Alexander Rzewuski (9 March 1893 – 13 September 1983) (also known as Alex-Ceslas Rzewuski) was a Catholic clergyman of Polish-Russian aristocratic background, with a Russian Orthodox background. He was also a writer and illustrator.

==Biography==
Alexander descended from a long line of Poles who had played a prominent part in the history of their country. At the last partition of Poland in 1795, they passed over to the service of the Russian Empire. Rzewuski's grandfather was in the personal suite of four Tsars, and his father, General Adam Rzewuski, born in Ukraine, was military Governor of the Caucasus region at the time of Alexander's birth there in 1893.

Alexander's mother Katarzyna Lubarski-Fluki was a Russian from the Saint Petersburg aristocracy. He was baptised into the Russian Orthodox Church and spent his childhood partly in the Caucasus (with forays into Azerbaijan and Chechnya) and partly in Ukraine, where a series of French and English governesses educated him and his sisters at home.

As an adolescent of 14, he was sent north, far from the mountains of the Caucasus, to school in Saint Petersburg at the Imperial Alexander Lycée. Schooling completed, he passed on to the university there. As an undergraduate, he was profoundly, if imperceptibly, affected by the philosophy lectures. A cast of mind which was to stay with him until his student days as a Dominican, was introduced.

Rzewuski served during the war as an officer in command of organising fleets of ambulances for the wounded.

=== October Revolution, artwork and conversion ===
During the October Revolution, at a family council it was decided that Alexander and his relatives all should flee to the Italy, where they had members of their wider family. Three weeks later, after criss-crossing through Poland, Czechoslovakia and Austria, they were all ensconced in the Palazzo Caetani in Rome.

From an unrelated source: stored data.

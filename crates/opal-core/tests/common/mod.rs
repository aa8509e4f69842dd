use std::cell::RefCell;
use std::collections::HashSet;
use std::fs;
use std::path::Path;

use indexmap::IndexMap;

use opal_error::{PackageManagerError, Result};
use opal_registry::{PackageMetadata, RegistryClient};

/// In-memory registry: version lists, dependency edges, and "tarballs"
/// that materialize as complete package directories. Calls are recorded so
/// tests can assert what the manager actually asked for.
pub struct MockRegistry {
    versions: IndexMap<String, Vec<String>>,
    dependencies: IndexMap<String, IndexMap<String, String>>,
    unavailable: HashSet<String>,
    pub list_calls: RefCell<Vec<String>>,
    pub download_calls: RefCell<Vec<String>>,
}

impl MockRegistry {
    pub fn new() -> Self {
        Self {
            versions: IndexMap::new(),
            dependencies: IndexMap::new(),
            unavailable: HashSet::new(),
            list_calls: RefCell::new(Vec::new()),
            download_calls: RefCell::new(Vec::new()),
        }
    }

    pub fn publish(&mut self, name: &str, versions: &[&str]) -> &mut Self {
        self.versions.insert(
            name.to_string(),
            versions.iter().map(ToString::to_string).collect(),
        );
        self
    }

    pub fn depends(&mut self, name: &str, deps: &[(&str, &str)]) -> &mut Self {
        self.dependencies.insert(
            name.to_string(),
            deps.iter()
                .map(|(k, v)| (k.to_string(), v.to_string()))
                .collect(),
        );
        self
    }

    pub fn break_transport_for(&mut self, name: &str) -> &mut Self {
        self.unavailable.insert(name.to_string());
        self
    }

    /// The five-package diamond: four roots all wanting module-b, three
    /// incompatible ways.
    pub fn diamond() -> Self {
        let mut registry = Self::new();
        registry
            .publish("module-a", &["1.0.0", "1.1.0", "2.0.0"])
            .publish("module-b", &["1.0.0", "1.5.0", "2.0.0"])
            .publish("module-c", &["1.0.0", "1.2.0", "1.3.0"])
            .publish("module-d", &["1.0.0", "1.1.0", "1.2.0"])
            .publish("module-e", &["1.0.0", "2.0.0", "2.1.0"])
            .depends("module-a", &[("module-b", "^1.0.0")])
            .depends("module-c", &[("module-b", "^2.0.0")])
            .depends("module-d", &[("module-b", "^1.5.0")])
            .depends("module-e", &[("module-b", "~1.0.0")]);
        registry
    }

    fn metadata_for(&self, name: &str, version: &str) -> PackageMetadata {
        PackageMetadata {
            version: version.to_string(),
            dependencies: self.dependencies.get(name).cloned().unwrap_or_default(),
            tarball_url: format!("mock://{name}/{version}"),
            integrity: None,
        }
    }
}

impl RegistryClient for MockRegistry {
    fn list_versions(&self, name: &str) -> Result<Vec<String>> {
        self.list_calls.borrow_mut().push(name.to_string());
        if self.unavailable.contains(name) {
            return Err(PackageManagerError::RegistryUnavailable(format!(
                "connection refused for {name}"
            )));
        }
        self.versions
            .get(name)
            .cloned()
            .ok_or_else(|| PackageManagerError::PackageNotFound(name.to_string()))
    }

    fn fetch_metadata(&self, name: &str, version: &str) -> Result<PackageMetadata> {
        if self.unavailable.contains(name) {
            return Err(PackageManagerError::RegistryUnavailable(format!(
                "connection refused for {name}"
            )));
        }
        let versions = self
            .versions
            .get(name)
            .ok_or_else(|| PackageManagerError::PackageNotFound(name.to_string()))?;

        if version == "latest" {
            let latest = versions.last().ok_or_else(|| {
                PackageManagerError::VersionNotFound(name.to_string(), version.to_string())
            })?;
            return Ok(self.metadata_for(name, latest));
        }

        if !versions.iter().any(|v| v == version) {
            return Err(PackageManagerError::VersionNotFound(
                name.to_string(),
                version.to_string(),
            ));
        }
        Ok(self.metadata_for(name, version))
    }

    fn download_tarball(&self, name: &str, version: &str, target_dir: &Path) -> Result<()> {
        self.download_calls
            .borrow_mut()
            .push(format!("{name}@{version}"));
        self.fetch_metadata(name, version)?;
        write_package_fixture(
            target_dir,
            name,
            version,
            &self.dependencies.get(name).cloned().unwrap_or_default(),
        );
        Ok(())
    }
}

/// Lay down a complete package directory the validator will accept.
pub fn write_package_fixture(
    dir: &Path,
    name: &str,
    version: &str,
    deps: &IndexMap<String, String>,
) {
    fs::create_dir_all(dir).unwrap();

    let deps_json: Vec<String> = deps
        .iter()
        .map(|(k, v)| format!("    \"{k}\": \"{v}\""))
        .collect();
    let manifest = format!(
        "{{\n  \"name\": \"{name}\",\n  \"version\": \"{version}\",\n  \"dependencies\": {{\n{}\n  }}\n}}\n",
        deps_json.join(",\n")
    );

    fs::write(dir.join("package.json"), manifest).unwrap();
    fs::write(dir.join("README.md"), format!("# {name}\n")).unwrap();
    fs::write(dir.join("LICENSE"), "MIT\n").unwrap();
    fs::write(dir.join("index.js"), format!("module.exports = '{name}';\n")).unwrap();
}

/// A throwaway project directory with the given manifest dependencies.
pub fn write_project_manifest(project_dir: &Path, deps: &[(&str, &str)]) {
    let deps_json: Vec<String> = deps
        .iter()
        .map(|(k, v)| format!("    \"{k}\": \"{v}\""))
        .collect();
    let manifest = format!(
        "{{\n  \"name\": \"fixture-project\",\n  \"version\": \"1.0.0\",\n  \"dependencies\": {{\n{}\n  }}\n}}\n",
        deps_json.join(",\n")
    );
    fs::write(project_dir.join("package.json"), manifest).unwrap();
}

However, Alexander was starting his painting career and for this Paris promised greater opportunity than Rome. He moved there and worked as an artist between 1920 and 1926, winning a reputation as a portrait painter and illustrator; he also designed a film set for a Blaise Cendrars production, as well as some costume design.

This whirl of success came to a sudden halt when he was introduced to the Catholic philosopher Jacques Maritain. One day in conversation with him Maritain said quite simply: "I think that you should see a priest, and I recommend Msgr Vladimir Ghika."

Eventually convinced of the validity of the Catholic position, he was waiting his mother's agreement to his leaving the Church of his birth: an event she dreaded. This time, unlike Trebizond 10 years before, the effect was thorough and definitive.

One night, towards the end of the war, he knocked at the door of Italian Capuchins in Trebizond demanding to be received into the Catholic Church on the spot.

The Italian friar was startled at the demand so peremptorily put by the Russian Imperial Officer. Strictly speaking it was against the law for a Russian Orthodox subject of the Tsar to become a Catholic. To accede to the request could have unhappy repercussions for the small Italian mission. However, Rzewuski must have been persuasive as he left the friary that same night as a member of the Catholic Church.

In 1918, just as the Alexander Kerensky government was about to fall, and be succeeded by Vladimir Lenin's coup d'état, Rzewuski undertook a dangerous journey to Saint Petersburg to recoup some of the family's money from the floundering banks. Successful in this, he threaded his way back south to Kiev, where his family had sought refuge.

=== Priesthood ===

Rzewuski successfully sought membership in religious life as a Dominican, and years later, with the novitiate and course of studies completed, he was ordained in 1932.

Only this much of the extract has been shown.